[Stored data]
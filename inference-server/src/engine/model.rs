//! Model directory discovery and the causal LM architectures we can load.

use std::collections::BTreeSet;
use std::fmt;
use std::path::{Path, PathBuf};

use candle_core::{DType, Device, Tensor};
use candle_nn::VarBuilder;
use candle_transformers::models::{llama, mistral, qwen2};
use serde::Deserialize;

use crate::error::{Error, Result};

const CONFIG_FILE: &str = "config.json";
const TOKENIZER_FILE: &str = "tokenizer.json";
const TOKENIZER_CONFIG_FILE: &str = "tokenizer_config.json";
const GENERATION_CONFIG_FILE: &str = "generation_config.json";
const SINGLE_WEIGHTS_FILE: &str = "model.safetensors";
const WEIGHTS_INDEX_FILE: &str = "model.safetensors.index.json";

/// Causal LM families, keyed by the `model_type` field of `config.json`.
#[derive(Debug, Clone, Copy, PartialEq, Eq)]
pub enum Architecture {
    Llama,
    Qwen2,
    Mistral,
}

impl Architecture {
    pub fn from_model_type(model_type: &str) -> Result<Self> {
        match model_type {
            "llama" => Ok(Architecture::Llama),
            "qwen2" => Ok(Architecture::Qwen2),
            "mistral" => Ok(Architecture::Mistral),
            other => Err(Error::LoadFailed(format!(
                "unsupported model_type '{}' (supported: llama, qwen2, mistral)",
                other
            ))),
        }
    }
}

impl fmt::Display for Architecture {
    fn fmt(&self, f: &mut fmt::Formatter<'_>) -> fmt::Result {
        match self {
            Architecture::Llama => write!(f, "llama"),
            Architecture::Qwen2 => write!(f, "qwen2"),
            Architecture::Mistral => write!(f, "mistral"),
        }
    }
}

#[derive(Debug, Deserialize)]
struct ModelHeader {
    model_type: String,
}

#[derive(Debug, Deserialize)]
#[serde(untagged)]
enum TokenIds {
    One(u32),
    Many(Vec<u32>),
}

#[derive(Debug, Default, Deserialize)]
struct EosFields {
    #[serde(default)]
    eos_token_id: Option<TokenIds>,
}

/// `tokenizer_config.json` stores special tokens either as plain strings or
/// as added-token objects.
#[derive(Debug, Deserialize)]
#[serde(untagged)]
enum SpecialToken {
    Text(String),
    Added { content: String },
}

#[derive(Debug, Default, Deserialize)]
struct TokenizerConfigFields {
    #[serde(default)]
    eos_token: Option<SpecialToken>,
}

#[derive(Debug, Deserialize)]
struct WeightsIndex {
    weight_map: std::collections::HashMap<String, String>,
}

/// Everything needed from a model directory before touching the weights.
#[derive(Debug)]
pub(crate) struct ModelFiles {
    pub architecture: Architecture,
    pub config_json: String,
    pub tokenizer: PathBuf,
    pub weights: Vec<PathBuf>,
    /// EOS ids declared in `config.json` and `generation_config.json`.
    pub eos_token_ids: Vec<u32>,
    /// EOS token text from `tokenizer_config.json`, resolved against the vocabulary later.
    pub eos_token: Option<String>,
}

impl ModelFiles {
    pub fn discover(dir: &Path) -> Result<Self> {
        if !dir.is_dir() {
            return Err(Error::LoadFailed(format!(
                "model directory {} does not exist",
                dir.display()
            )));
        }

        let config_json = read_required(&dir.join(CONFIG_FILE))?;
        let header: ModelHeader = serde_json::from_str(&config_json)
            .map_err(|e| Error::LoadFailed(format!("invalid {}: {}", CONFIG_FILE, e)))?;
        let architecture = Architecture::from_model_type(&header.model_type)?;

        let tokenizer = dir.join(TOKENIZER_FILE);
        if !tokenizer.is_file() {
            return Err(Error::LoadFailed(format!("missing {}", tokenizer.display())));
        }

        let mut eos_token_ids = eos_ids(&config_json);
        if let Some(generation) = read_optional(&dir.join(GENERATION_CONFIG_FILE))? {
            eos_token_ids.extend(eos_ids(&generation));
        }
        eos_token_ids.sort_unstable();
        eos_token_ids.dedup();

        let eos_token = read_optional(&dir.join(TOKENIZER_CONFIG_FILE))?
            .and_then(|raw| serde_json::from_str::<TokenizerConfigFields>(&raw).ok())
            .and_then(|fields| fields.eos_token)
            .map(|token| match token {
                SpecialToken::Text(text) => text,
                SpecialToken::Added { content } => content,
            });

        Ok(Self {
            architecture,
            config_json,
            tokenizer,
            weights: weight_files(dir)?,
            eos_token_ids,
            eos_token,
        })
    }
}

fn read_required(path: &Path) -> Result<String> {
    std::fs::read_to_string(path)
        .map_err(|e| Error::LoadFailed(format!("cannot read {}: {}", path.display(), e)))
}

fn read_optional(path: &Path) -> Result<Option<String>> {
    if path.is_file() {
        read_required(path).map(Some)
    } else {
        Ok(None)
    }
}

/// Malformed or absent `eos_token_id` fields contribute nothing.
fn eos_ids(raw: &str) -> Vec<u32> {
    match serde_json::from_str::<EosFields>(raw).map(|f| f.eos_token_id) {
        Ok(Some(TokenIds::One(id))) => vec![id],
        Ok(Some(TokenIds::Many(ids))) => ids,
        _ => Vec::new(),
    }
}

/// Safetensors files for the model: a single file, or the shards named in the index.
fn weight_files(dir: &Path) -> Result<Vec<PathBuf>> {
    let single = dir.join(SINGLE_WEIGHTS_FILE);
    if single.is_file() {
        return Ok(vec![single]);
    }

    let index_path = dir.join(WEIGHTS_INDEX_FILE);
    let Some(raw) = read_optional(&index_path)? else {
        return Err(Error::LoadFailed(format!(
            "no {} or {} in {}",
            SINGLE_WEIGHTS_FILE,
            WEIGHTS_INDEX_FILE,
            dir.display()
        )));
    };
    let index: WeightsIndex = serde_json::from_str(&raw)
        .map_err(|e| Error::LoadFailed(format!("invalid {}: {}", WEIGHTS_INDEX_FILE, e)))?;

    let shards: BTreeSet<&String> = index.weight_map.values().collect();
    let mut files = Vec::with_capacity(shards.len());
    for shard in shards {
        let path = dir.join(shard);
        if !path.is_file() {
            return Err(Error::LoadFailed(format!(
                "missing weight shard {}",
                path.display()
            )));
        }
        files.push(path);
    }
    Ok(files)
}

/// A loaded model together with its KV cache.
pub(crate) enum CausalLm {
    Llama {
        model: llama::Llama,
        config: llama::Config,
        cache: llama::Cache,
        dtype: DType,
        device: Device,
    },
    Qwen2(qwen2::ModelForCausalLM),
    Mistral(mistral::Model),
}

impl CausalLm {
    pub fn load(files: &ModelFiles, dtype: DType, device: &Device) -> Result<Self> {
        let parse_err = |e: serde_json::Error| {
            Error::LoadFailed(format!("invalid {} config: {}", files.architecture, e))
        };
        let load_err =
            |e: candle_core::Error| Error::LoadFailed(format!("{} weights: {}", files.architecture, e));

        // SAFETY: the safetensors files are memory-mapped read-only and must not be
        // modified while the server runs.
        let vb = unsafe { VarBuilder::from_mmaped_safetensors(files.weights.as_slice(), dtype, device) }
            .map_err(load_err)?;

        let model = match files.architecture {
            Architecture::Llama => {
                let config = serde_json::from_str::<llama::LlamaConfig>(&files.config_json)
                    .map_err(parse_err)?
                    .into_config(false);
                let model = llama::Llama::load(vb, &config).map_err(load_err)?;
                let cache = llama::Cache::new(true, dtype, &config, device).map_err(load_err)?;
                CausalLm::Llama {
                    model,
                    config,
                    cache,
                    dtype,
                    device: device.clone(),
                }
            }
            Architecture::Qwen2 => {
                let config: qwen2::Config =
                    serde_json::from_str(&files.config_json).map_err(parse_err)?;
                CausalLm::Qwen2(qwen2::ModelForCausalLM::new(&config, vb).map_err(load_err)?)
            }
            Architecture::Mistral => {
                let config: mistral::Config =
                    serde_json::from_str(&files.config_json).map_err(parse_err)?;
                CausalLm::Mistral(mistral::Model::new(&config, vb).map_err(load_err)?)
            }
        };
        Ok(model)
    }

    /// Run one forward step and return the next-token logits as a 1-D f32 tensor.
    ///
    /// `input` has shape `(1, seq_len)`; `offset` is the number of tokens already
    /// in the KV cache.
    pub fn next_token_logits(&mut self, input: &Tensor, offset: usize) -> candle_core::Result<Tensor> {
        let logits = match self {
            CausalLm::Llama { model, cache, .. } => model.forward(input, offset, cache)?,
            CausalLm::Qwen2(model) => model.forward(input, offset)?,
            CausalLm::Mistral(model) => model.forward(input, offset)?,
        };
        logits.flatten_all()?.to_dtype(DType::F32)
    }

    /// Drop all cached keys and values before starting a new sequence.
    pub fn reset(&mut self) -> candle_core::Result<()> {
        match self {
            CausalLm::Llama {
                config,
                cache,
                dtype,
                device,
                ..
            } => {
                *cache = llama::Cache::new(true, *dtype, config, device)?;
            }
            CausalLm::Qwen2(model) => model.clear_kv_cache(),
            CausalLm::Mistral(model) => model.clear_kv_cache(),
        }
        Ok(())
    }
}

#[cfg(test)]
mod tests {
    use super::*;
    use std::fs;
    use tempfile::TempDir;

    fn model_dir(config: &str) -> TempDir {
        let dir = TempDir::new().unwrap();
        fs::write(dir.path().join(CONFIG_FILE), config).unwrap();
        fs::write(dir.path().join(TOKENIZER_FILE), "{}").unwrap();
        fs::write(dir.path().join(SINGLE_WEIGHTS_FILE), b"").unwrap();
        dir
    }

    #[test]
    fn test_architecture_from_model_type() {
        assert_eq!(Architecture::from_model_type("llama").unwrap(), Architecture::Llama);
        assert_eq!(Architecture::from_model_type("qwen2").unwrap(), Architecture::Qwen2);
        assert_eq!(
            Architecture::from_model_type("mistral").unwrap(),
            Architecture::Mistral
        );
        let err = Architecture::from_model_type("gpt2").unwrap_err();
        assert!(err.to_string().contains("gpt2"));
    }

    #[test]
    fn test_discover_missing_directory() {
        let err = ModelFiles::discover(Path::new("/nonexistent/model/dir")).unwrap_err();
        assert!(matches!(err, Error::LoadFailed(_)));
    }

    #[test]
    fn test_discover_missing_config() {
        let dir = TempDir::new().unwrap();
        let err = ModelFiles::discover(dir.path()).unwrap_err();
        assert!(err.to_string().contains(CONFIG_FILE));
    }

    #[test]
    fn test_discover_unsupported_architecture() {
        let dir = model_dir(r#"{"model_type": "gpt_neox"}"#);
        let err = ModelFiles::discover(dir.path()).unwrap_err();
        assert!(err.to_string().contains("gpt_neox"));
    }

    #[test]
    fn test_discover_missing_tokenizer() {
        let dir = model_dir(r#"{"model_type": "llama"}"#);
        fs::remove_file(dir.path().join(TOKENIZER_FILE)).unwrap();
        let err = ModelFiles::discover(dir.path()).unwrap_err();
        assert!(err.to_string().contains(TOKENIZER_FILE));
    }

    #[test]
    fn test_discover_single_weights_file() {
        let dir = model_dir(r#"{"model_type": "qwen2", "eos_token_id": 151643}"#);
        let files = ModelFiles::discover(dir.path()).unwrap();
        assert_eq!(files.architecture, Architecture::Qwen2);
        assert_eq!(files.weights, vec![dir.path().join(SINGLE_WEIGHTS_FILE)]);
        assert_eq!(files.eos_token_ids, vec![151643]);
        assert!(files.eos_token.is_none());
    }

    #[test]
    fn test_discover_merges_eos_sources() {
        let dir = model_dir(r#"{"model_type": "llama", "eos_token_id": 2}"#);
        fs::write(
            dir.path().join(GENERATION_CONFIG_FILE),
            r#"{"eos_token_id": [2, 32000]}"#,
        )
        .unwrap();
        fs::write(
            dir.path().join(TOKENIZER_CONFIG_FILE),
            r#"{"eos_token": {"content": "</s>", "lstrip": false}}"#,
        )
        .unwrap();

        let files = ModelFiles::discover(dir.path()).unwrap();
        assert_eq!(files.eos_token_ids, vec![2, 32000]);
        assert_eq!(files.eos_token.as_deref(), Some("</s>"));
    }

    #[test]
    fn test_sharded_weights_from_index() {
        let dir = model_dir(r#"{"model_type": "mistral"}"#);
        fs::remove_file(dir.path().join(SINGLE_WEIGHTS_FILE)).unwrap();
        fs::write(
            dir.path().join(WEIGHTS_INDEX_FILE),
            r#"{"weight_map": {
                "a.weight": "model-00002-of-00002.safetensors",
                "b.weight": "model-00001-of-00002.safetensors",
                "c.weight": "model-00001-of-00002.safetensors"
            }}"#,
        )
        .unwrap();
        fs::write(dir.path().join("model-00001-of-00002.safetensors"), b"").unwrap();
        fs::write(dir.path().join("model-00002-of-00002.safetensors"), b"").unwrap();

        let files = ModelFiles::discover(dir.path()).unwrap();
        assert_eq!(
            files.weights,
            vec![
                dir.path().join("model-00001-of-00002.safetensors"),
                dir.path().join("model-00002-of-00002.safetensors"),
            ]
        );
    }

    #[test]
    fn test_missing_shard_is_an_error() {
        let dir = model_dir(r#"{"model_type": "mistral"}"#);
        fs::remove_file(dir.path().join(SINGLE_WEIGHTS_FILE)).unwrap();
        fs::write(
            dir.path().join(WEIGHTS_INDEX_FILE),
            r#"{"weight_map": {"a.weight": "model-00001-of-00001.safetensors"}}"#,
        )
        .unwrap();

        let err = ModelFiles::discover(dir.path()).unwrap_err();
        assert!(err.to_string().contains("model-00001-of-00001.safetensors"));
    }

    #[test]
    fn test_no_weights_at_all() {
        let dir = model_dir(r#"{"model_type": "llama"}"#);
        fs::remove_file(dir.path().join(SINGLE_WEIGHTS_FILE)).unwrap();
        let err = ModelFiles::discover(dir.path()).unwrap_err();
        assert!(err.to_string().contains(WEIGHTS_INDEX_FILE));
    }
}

Work task —
Copy out, in full, each line above that has the word "PathBuf" in it.

Your response —
use std::path::{Path, PathBuf};
    pub tokenizer: PathBuf,
    pub weights: Vec<PathBuf>,
fn weight_files(dir: &Path) -> Result<Vec<PathBuf>> {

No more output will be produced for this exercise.